What is required: Search the entries below. Return every line that has "Result" in it.

Given records:

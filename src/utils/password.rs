use argon2::{
    password_hash::{rand_core::OsRng, SaltString},
    Argon2, PasswordHash, PasswordHasher, PasswordVerifier,
};

#[derive(Debug)]
pub enum Error {
    HashingFailed,
    InvalidHash,
    ThreadPool,
}

fn hash_blocking(password: &str) -> Result<String, Error> {
    let salt = SaltString::generate(&mut OsRng);
    Argon2::default()
        .hash_password(password.as_bytes(), &salt)
        .map(|hash| hash.to_string())
        .map_err(|err| {
            tracing::error!("Failed to compute password hash: {}", err);
            Error::HashingFailed
        })
}

fn verify_blocking(password: &str, password_hash: &str) -> Result<bool, Error> {
    let parsed = PasswordHash::new(password_hash).map_err(|err| {
        tracing::error!("Failed to parse stored password hash: {}", err);
        Error::InvalidHash
    })?;

    Ok(Argon2::default()
        .verify_password(password.as_bytes(), &parsed)
        .is_ok())
}

pub async fn hash(password: String) -> Result<String, Error> {
    tokio::task::spawn_blocking(move || hash_blocking(&password))
        .await
        .map_err(|err| {
            tracing::error!("Password hashing task failed: {}", err);
            Error::ThreadPool
        })?
}

pub async fn verify(password: String, password_hash: String) -> Result<bool, Error> {
    tokio::task::spawn_blocking(move || verify_blocking(&password, &password_hash))
        .await
        .map_err(|err| {
            tracing::error!("Password verification task failed: {}", err);
            Error::ThreadPool
        })?
}

#[cfg(test)]
mod tests {
    use super::*;

    #[tokio::test]
    async fn hashed_password_verifies_only_against_the_original() {
        let hash = hash("correct horse battery".to_string()).await.unwrap();

        assert_ne!(hash, "correct horse battery");
        assert!(verify("correct horse battery".to_string(), hash.clone())
            .await
            .unwrap());
        assert!(!verify("wrong horse battery".to_string(), hash).await.unwrap());
    }

    #[tokio::test]
    async fn garbage_hash_is_an_error() {
        assert!(matches!(
            verify("whatever".to_string(), "not-a-phc-string".to_string()).await,
            Err(Error::InvalidHash)
        ));
    }
}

Solution to this exercise:
fn hash_blocking(password: &str) -> Result<String, Error> {
fn verify_blocking(password: &str, password_hash: &str) -> Result<bool, Error> {
pub async fn hash(password: String) -> Result<String, Error> {
pub async fn verify(password: String, password_hash: String) -> Result<bool, Error> {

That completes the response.